**PROBLEM TO SOLVE**
Below are the records; restate word for word the lines from the first through the one containing "residual, so the", and only those.

[Collected data]
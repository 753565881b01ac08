use thiserror::Error;

#[derive(Error, Debug)]
pub enum WaterfallError {
    #[error("Database error: {0}")]
    Database(#[from] rusqlite::Error),

    #[error("Serialization error: {0}")]
    Serialization(#[from] serde_json::Error),

    #[error("Configuration error: {message}")]
    Config { message: String },

    #[error("Segment '{segment}' in channel '{channel}' has no checks")]
    EmptyCheckSet { channel: String, segment: String },

    #[error("Duplicate check name '{check}' in channel '{channel}', segment '{segment}'")]
    DuplicateCheck {
        channel: String,
        segment: String,
        check: String,
    },

    #[error("Unknown flag column '{check}' in source '{source_name}'")]
    UnknownCheck { source_name: String, check: String },

    #[error("Data access failed for group '{group}': {message}")]
    DataAccess { group: String, message: String },

    #[error(transparent)]
    Other(#[from] anyhow::Error),
}

pub type WfResult<T> = Result<T, WaterfallError>;
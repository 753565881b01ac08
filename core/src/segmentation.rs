//! Segmentation engine — ordered, mutually-exclusive claimed populations.
//!
//! Segments within a channel are processed in declared order. Each named
//! segment excludes every record already claimed by an earlier named segment
//! ("claim by any": a record is claimed when ANY of that segment's check
//! flags is set). A non-last segment claims the any-flagged records inside
//! its residual base; the last segment claims the entire residual, so the
//! claimed sets partition the BA-passing population and their counts never
//! sum past it. BA units form the base and never claim; a channel with a
//! single segment therefore has an empty exclusion set and claims the base
//! unchanged.

use crate::checkset::{ChannelPlan, FunnelPlan, FunnelUnit};
use crate::expr::FlagExpr;

/// One funnel unit with its claimed-population predicate resolved.
#[derive(Debug, Clone)]
pub struct UnitPopulation<'a> {
    pub unit: &'a FunnelUnit,
    /// Predicate selecting the unit's claimed population.
    pub claimed: FlagExpr,
    /// Claim predicates of lower-priority (later) segments in the same
    /// channel, used by the regain statistic.
    pub later_segment_claims: Vec<FlagExpr>,
}

/// Predicate for "passes every check in this unit", chained in order.
pub fn pass_all(unit: &FunnelUnit) -> FlagExpr {
    FlagExpr::all(unit.check_names().into_iter().map(FlagExpr::Check).collect())
}

/// Predicate for "claimed by this segment" under the claim-by-any policy.
pub fn claim_any(unit: &FunnelUnit) -> FlagExpr {
    FlagExpr::any_check(&unit.check_names())
}

/// Resolve claimed populations for every unit in the plan, in report order.
pub fn plan_populations(plan: &FunnelPlan) -> Vec<UnitPopulation<'_>> {
    let mut out = Vec::new();

    // Main BA funnels over the entire record population.
    out.push(UnitPopulation {
        unit: &plan.main_ba,
        claimed: FlagExpr::True,
        later_segment_claims: Vec::new(),
    });

    let main_pass = pass_all(&plan.main_ba);
    for channel in &plan.channels {
        out.extend(channel_populations(&main_pass, channel));
    }
    out
}

/// Claimed populations for one channel: BA first, then segments with the
/// accumulated exclusion threaded through the declared order.
pub fn channel_populations<'a>(
    main_pass: &FlagExpr,
    channel: &'a ChannelPlan,
) -> Vec<UnitPopulation<'a>> {
    let mut out = Vec::new();

    // Channel BA: base is the main-BA-passing population.
    out.push(UnitPopulation {
        unit: &channel.ba,
        claimed: main_pass.clone(),
        later_segment_claims: Vec::new(),
    });

    // Base for every named segment: main BA and channel BA both pass.
    let base = main_pass.clone().and(pass_all(&channel.ba));

    let claims: Vec<FlagExpr> = channel.segments.iter().map(claim_any).collect();

    let last_rank = channel.segments.len().saturating_sub(1);
    let mut exclusion: Vec<FlagExpr> = Vec::new();
    for (rank, segment) in channel.segments.iter().enumerate() {
        let mut parts = vec![base.clone()];
        parts.extend(exclusion.iter().cloned());
        // Non-last segments claim only the records any of their own checks
        // flag; the last segment claims the entire residual base.
        if rank < last_rank {
            parts.push(claims[rank].clone());
        }
        let claimed = FlagExpr::all(parts);

        out.push(UnitPopulation {
            unit: segment,
            claimed,
            later_segment_claims: claims[rank + 1..].to_vec(),
        });

        exclusion.push(FlagExpr::not(claims[rank].clone()));
    }
    out
}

**EXERCISE RESULT**
repository 753565881b01ac08
use thiserror::Error;

#[derive(Error, Debug)]
pub enum WaterfallError {
    #[error("Database error: {0}")]
    Database(#[from] rusqlite::Error),

    #[error("Serialization error: {0}")]
    Serialization(#[from] serde_json::Error),

    #[error("Configuration error: {message}")]
    Config { message: String },

    #[error("Segment '{segment}' in channel '{channel}' has no checks")]
    EmptyCheckSet { channel: String, segment: String },

    #[error("Duplicate check name '{check}' in channel '{channel}', segment '{segment}'")]
    DuplicateCheck {
        channel: String,
        segment: String,
        check: String,
    },

    #[error("Unknown flag column '{check}' in source '{source_name}'")]
    UnknownCheck { source_name: String, check: String },

    #[error("Data access failed for group '{group}': {message}")]
    DataAccess { group: String, message: String },

    #[error(transparent)]
    Other(#[from] anyhow::Error),
}

pub type WfResult<T> = Result<T, WaterfallError>;
repository 753565881b01ac08
filename core/src/segmentation.rs
//! Segmentation engine — ordered, mutually-exclusive claimed populations.
//!
//! Segments within a channel are processed in declared order. Each named
//! segment excludes every record already claimed by an earlier named segment
//! ("claim by any": a record is claimed when ANY of that segment's check
//! flags is set). A non-last segment claims the any-flagged records inside
//! its residual base; the last segment claims the entire residual, so the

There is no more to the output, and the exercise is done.